Surprised by the results recorded in the economy and portugal’s public finances, the International Monetary Fund (IMF) was forced, in the space of just three months, the review of significant form the largest part of their estimates for Portugal. Still, it continues to see risks for the future and continues to ask the Government to take more fiscal consolidation measures.
The declaration held by the Fund in this Thursday happens at the end of a mission of a technical team of this entity in Portugal. In parallel with the European Commission and the European Central Bank, IMF staff have been in the country in recent weeks to prepare the fifth assessment report post-program that Portugal has to being subject while not to depreciate the greater part of its debt to troika.
Among the report of the fourth assessment published in September and the visit held now, the IMF has found reasons to be more optimistic about the economic performance and the budget for this year and next.
The level of economic growth, predicted to last September, a growth in 2016 of 1%, with a slight acceleration to 1.1% in 2017, but now, having known the results of the third quarter of the year, points to a growth of 1.3% this year, with a similar result in the next. IMF staff explain, in the statement issued, that the improvement in expectations arises thanks mainly to the acceleration of exports between July and September, which contributed decisively to the economy in the third quarter had grown by 0.8% and raised its year-onyear variation of the GDP to 1.6%.
The growth forecast of 1.3% for 2016 now made by the IMF is even higher than the latest estimate of the Government (who reviewed the growth of 1.8% to 1.2%). In 2017, however, the Executive points to a GDP growth of 1.5%, which remains above the new forecast of the Fund 1.3%.
Finance reiterated that it will continue “effort strict management,”
Another area where the Fund recognizes its surprise is the labour market. If before pointed to an unemployment rate of 11.8% in total this year and 11.3% in the next, now see this indicator to be just 11% in 2016, maintaining the downward trend in the following year.
In the budget plan, most once the Fund approaches to Government figures. When published the report in September, had still not confident in Washington’s ability of the country to show a deficit below 3% this year. The forecast was, in fact, exactly 3%, for both 2016 as in 2017.
Now, you see the deficit this year to stand at 2.6% and 2017 at 2.1%. Despite being slightly above the 2.4% projected by the Government, the IMF assumes for the first time that Portugal will comply with the limit of 3% imposed by the european authorities, and gives an explanation for this: "The strong efforts of the Portuguese authorities to contain the intermediate consumption and public investment to levels much lower than the budgeted mitigaram the effect on the deficit of performance below the expected revenue".
The review for the best of the projections for Portugal does not prevent, however, that the IMF keep completely unchanged their policy recommendations to the Government, with many alerts to the possibility of slippages in the future, both in the economy as in the budget.
And the first warnings will, from the outset, for the budget to 2017. The IMF, which forecasts a deficit of 2.1%, it says that if the Government wants to achieve its goal of 1.6% need to make an effort structural equivalent to 0.4 percentage points of GDP. That is, you must take measures of fiscal restraint additional of about 700 million euros.

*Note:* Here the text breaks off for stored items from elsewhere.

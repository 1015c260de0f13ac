use crate::config::DataConfig;
use crate::constants::{FOCUS_MAP_ZOOM, MAX_MAP_ZOOM, MIN_MAP_ZOOM};
use crate::models::LatLng;
use reqwest::Url;

/// Embedded report form URL, with the location field pre-filled when a point was picked
#[must_use]
pub fn prefilled_form_url(config: &DataConfig, picked: Option<LatLng>) -> String {
    let Some(point) = picked else {
        return config.form_url.clone();
    };
    match Url::parse(&config.form_url) {
        Ok(mut url) => {
            url.query_pairs_mut()
                .append_pair(&config.form_location_field, &format!("{},{}", point.lat, point.lng));
            url.to_string()
        }
        Err(e) => {
            leptos::logging::warn!("Invalid form URL '{}': {e}", config.form_url);
            config.form_url.clone()
        }
    }
}

/// Where the map should open, taken from `?lat=..&lng=..&zoom=..`
#[derive(Debug, Clone, Copy, PartialEq)]
pub struct MapFocus {
    pub center: LatLng,
    pub zoom: f64,
}

impl MapFocus {
    /// `None` unless the URL carries a valid latitude and longitude
    #[must_use]
    pub fn from_href(href: &str) -> Option<Self> {
        let url = Url::parse(href).ok()?;
        let mut lat = None;
        let mut lng = None;
        let mut zoom = None;
        for (key, value) in url.query_pairs() {
            match key.as_ref() {
                "lat" => lat = value.parse::<f64>().ok(),
                "lng" => lng = value.parse::<f64>().ok(),
                "zoom" => zoom = value.parse::<f64>().ok(),
                _ => {}
            }
        }
        let center = LatLng { lat: lat?, lng: lng? }.validated().ok()?;
        Some(Self {
            center,
            zoom: zoom.unwrap_or(FOCUS_MAP_ZOOM).clamp(MIN_MAP_ZOOM, MAX_MAP_ZOOM),
        })
    }
}

/// Relative link that opens the map focused on `location`
#[must_use]
pub fn view_on_map_href(location: LatLng) -> String {
    format!("?lat={}&lng={}&zoom={FOCUS_MAP_ZOOM}", location.lat, location.lng)
}

#[cfg(test)]
mod tests {
    use super::*;

    #[test]
    fn test_form_url_without_pick_is_unchanged() {
        let config = DataConfig::default();
        assert_eq!(prefilled_form_url(&config, None), config.form_url);
    }

    #[test]
    fn test_form_url_prefills_location() {
        let config = DataConfig {
            form_url: "https://forms.example.org/viewform?embedded=true".to_string(),
            form_location_field: "entry.42".to_string(),
            ..DataConfig::default()
        };
        let url = prefilled_form_url(&config, Some(LatLng { lat: 14.6, lng: -90.5 }));
        assert_eq!(url, "https://forms.example.org/viewform?embedded=true&entry.42=14.6%2C-90.5");
    }

    #[test]
    fn test_map_focus_from_href() {
        let focus = MapFocus::from_href("https://example.org/?lat=14.64&lng=-90.51&zoom=18").expect("focus");
        assert_eq!(focus.center, LatLng { lat: 14.64, lng: -90.51 });
        assert_eq!(focus.zoom, 18.0);

        let focus = MapFocus::from_href("https://example.org/?lat=14.64&lng=-90.51").expect("focus");
        assert_eq!(focus.zoom, FOCUS_MAP_ZOOM);

        let focus = MapFocus::from_href("https://example.org/?lat=14.64&lng=-90.51&zoom=40").expect("focus");
        assert_eq!(focus.zoom, MAX_MAP_ZOOM);
    }

    #[test]
    fn test_map_focus_requires_valid_point() {
        assert_eq!(MapFocus::from_href("https://example.org/"), None);
        assert_eq!(MapFocus::from_href("https://example.org/?lat=14.6"), None);
        assert_eq!(MapFocus::from_href("https://example.org/?lat=100&lng=0"), None);
        assert_eq!(MapFocus::from_href("not a url"), None);
    }

    #[test]
    fn test_view_on_map_href_round_trips() {
        let location = LatLng { lat: 14.6349, lng: -90.5069 };
        let href = format!("https://example.org/{}", view_on_map_href(location));
        let focus = MapFocus::from_href(&href).expect("focus");
        assert_eq!(focus.center, location);
        assert_eq!(focus.zoom, FOCUS_MAP_ZOOM);
    }
}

THE IMF also says the Government should cut. "A consolidation effort-based reforms at the expense of lasting would be more friendly to growth than to depend on a compression of public investment," says the Fund.

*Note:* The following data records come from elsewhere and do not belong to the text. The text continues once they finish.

use crate::api::reports::{LoadedReports, ReportSource};
use crate::api::RequestTracker;
use crate::components::map_canvas::MapCanvas;
use crate::components::report_detail::ReportDetail;
use crate::components::report_source::spawn_report_load;
use crate::components::toast::Toaster;
use crate::components::window::Window;
use crate::config::DataConfig;
use crate::geometry::MapViewport;
use crate::models::{LatLng, Report};
use crate::scene::{report_scene, MarkerKey};
use crate::submission::{prefilled_form_url, MapFocus};
use leptos::{
    component, create_memo, create_signal, store_value, view, web_sys, For, IntoView, Signal, SignalGet, SignalSet,
    SignalWith, StoredValue,
};
use std::rc::Rc;

/// Viewport from a `?lat=..&lng=..` link, or the configured default
fn initial_viewport(config: &DataConfig) -> MapViewport {
    let focus = web_sys::window()
        .and_then(|w| w.location().href().ok())
        .and_then(|href| MapFocus::from_href(&href));
    match focus {
        Some(focus) => MapViewport::new(focus.center, focus.zoom),
        None => MapViewport::new(config.map.center(), config.map.zoom.min(config.map.max_zoom)),
    }
}

#[component]
fn Legend(config: StoredValue<DataConfig>) -> impl IntoView {
    let entries: Vec<(String, String, String)> = config.with_value(|c| {
        c.problem_types
            .iter()
            .map(|(name, style)| (name.clone(), style.color.clone(), style.icon.clone()))
            .collect()
    });

    view! {
        <div class="map-legend">
            <h4>"Tipos de problema"</h4>
            <For
                each=move || entries.clone()
                key=|(name, _, _)| name.clone()
                children=move |(name, color, icon)| view! {
                    <div class="legend-item">
                        <span class="legend-dot" style=format!("background-color: {color};")></span>
                        <span class="legend-icon">{icon}</span>
                        <span>{name}</span>
                    </div>
                }
            />
        </div>
    }
}

/// Map of published reports with the embedded submission form
#[allow(clippy::needless_pass_by_value)]
#[component]
#[must_use]
pub fn ReportMap(config: StoredValue<DataConfig>, toaster: Toaster) -> impl IntoView {
    let (loaded, set_loaded) = create_signal(None::<LoadedReports>);
    let (loading, set_loading) = create_signal(false);
    let (viewport, set_viewport) = create_signal(config.with_value(initial_viewport));
    let (picked, set_picked) = create_signal(None::<LatLng>);
    let (selected, set_selected) = create_signal(None::<Report>);
    let (form_open, set_form_open) = create_signal(false);
    let tracker = store_value(RequestTracker::new());

    let reload = move || {
        spawn_report_load(config.with_value(|c| c.map_reports_url.clone()), tracker, set_loaded, set_loading, toaster);
    };
    reload();

    let reports = create_memo(move |_| loaded.with(|l| l.as_ref().map(|l| l.reports.clone()).unwrap_or_default()));
    let scene = Signal::derive(move || {
        reports.with(|r| config.with_value(|c| report_scene(r, c, picked.get())))
    });
    let form_url = Signal::derive(move || config.with_value(|c| prefilled_form_url(c, picked.get())));

    let pick = move |(lat, lng): (f64, f64)| match LatLng::new(lat, lng) {
        Ok(point) => set_picked.set(Some(point)),
        Err(e) => toaster.show_error(e.to_string()),
    };

    let on_click = Rc::new(pick);
    let on_marker_click = Rc::new(move |key: MarkerKey| {
        if let MarkerKey::Report(index) = key {
            set_selected.set(reports.with(|r| r.get(index).cloned()));
        }
    });
    let on_marker_drag_end = Rc::new(move |key: MarkerKey, point: (f64, f64)| {
        if key == MarkerKey::Picked {
            pick(point);
        }
    });

    view! {
        <div class="report-map-page">
            <div class="map-toolbar">
                <button class="btn btn-primary" on:click=move |_| set_form_open.set(true)>
                    "📝 Reportar problema"
                </button>
                <button class="btn" on:click=move |_| reload() disabled=move || loading.get()>
                    "🔄 Actualizar"
                </button>
                <span class="map-status">
                    {move || {
                        if loading.get() {
                            return "Cargando reportes...".to_string();
                        }
                        loaded.with(|l| match l {
                            Some(l) if l.source == ReportSource::Sample => format!("{} reportes (datos de ejemplo)", l.reports.len()),
                            Some(l) => format!("{} reportes", l.reports.len()),
                            None => String::new(),
                        })
                    }}
                </span>
                <span class="map-hint">
                    {move || match picked.get() {
                        Some(p) => format!("Ubicación seleccionada: {}, {}", p.lat, p.lng),
                        None => "Haz clic en el mapa para marcar la ubicación del problema".to_string(),
                    }}
                </span>
            </div>

            <div class="map-area">
                <MapCanvas
                    scene=scene
                    viewport=viewport
                    set_viewport=set_viewport
                    on_click=on_click
                    on_marker_click=on_marker_click
                    on_marker_drag_end=on_marker_drag_end
                />
                <Legend config=config />
            </div>

            <Window
                is_open=form_open
                title=Signal::derive(|| "Reportar un problema".to_string())
                on_close=move || set_form_open.set(false)
                width=640.0
            >
                <div class="report-form">
                    <p class="form-location">
                        {move || match picked.get() {
                            Some(p) => format!("📍 {}, {}", p.lat, p.lng),
                            None => "Sin ubicación: cierra esta ventana y haz clic en el mapa para marcarla".to_string(),
                        }}
                    </p>
                    <button class="btn" on:click=move |_| set_picked.set(None) disabled=move || picked.get().is_none()>
                        "Quitar ubicación"
                    </button>
                    <iframe class="report-form-frame" src=move || form_url.get() title="Formulario de reporte"></iframe>
                </div>
            </Window>

            <ReportDetail
                report=selected
                config=config
                on_close=Rc::new(move || set_selected.set(None))
                toaster=toaster
            />
        </div>
    }
}
use chrono::NaiveDate;
use leptos::{wasm_bindgen, web_sys};
use wasm_bindgen::prelude::*;
use wasm_bindgen::JsCast;
use wasm_bindgen_futures::JsFuture;

pub const CSV_MIME: &str = "text/csv;charset=utf-8";
pub const JSON_MIME: &str = "application/json";

/// `reportes-comunity-YYYY-MM-DD.csv`
#[must_use]
pub fn reports_export_filename(date: NaiveDate) -> String {
    format!("reportes-comunity-{}.csv", date.format("%Y-%m-%d"))
}

/// `rutas-comunity-YYYY-MM-DD.json`
#[must_use]
pub fn routes_export_filename(date: NaiveDate) -> String {
    format!("rutas-comunity-{}.json", date.format("%Y-%m-%d"))
}

/// Trigger a browser download of `text` as a file
///
/// # Errors
/// Returns an error if blob creation, URL generation, or DOM manipulation fails
pub fn trigger_download(text: &str, filename: &str, mime_type: &str) -> Result<(), String> {
    let parts = js_sys::Array::new();
    parts.push(&JsValue::from_str(text));

    let blob_options = web_sys::BlobPropertyBag::new();
    blob_options.set_type(mime_type);

    let blob = web_sys::Blob::new_with_str_sequence_and_options(&parts, &blob_options)
        .map_err(|_| "Failed to create blob")?;

    let window = web_sys::window().ok_or("No window available")?;
    let url = web_sys::Url::create_object_url_with_blob(&blob)
        .map_err(|_| "Failed to create object URL")?;

    let document = window.document().ok_or("No document available")?;
    let anchor = document
        .create_element("a")
        .map_err(|_| "Failed to create anchor element")?
        .dyn_into::<web_sys::HtmlAnchorElement>()
        .map_err(|_| "Failed to cast to anchor element")?;

    anchor.set_href(&url);
    anchor.set_download(filename);
    anchor.click();

    let _ = web_sys::Url::revoke_object_url(&url);

    Ok(())
}

/// Read a user-picked file as text and hand it to `on_load`
///
/// # Errors
/// Returns an error if the reader cannot be created or started
pub fn read_file_as_text(file: &web_sys::File, on_load: impl FnOnce(String) + 'static) -> Result<(), String> {
    let reader = web_sys::FileReader::new().map_err(|_| "Failed to create FileReader")?;
    let reader_clone = reader.clone();

    let onload = Closure::once(move |_: web_sys::Event| {
        let Some(text) = reader_clone.result().ok().and_then(|result| result.as_string()) else {
            leptos::logging::error!("File contents are not text");
            return;
        };
        on_load(text);
    });

    reader.set_onload(Some(onload.as_ref().unchecked_ref()));
    onload.forget();

    reader.read_as_text(file).map_err(|_| "Failed to read file".to_string())
}

/// Write `text` to the system clipboard
///
/// # Errors
/// Returns an error if there is no window or the browser refuses the write
pub async fn copy_to_clipboard(text: &str) -> Result<(), String> {
    let window = web_sys::window().ok_or("No window available")?;
    let promise = window.navigator().clipboard().write_text(text);
    JsFuture::from(promise)
        .await
        .map(|_| ())
        .map_err(|_| "Clipboard write rejected".to_string())
}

Not fleeing to the tradition, the IMF also recommends more structural reforms, warning that "the high level of debt and the persistent structural rigidity can limit the growth with an average growth at around 1.2%". That is why, although surprised by the growth in the third quarter, the Fund does not reveal a great enthusiasm. "To conclude that we are faced with a sustained shift to a more rapid recovery, it is necessary to watch a continuation of the strong growth", alert.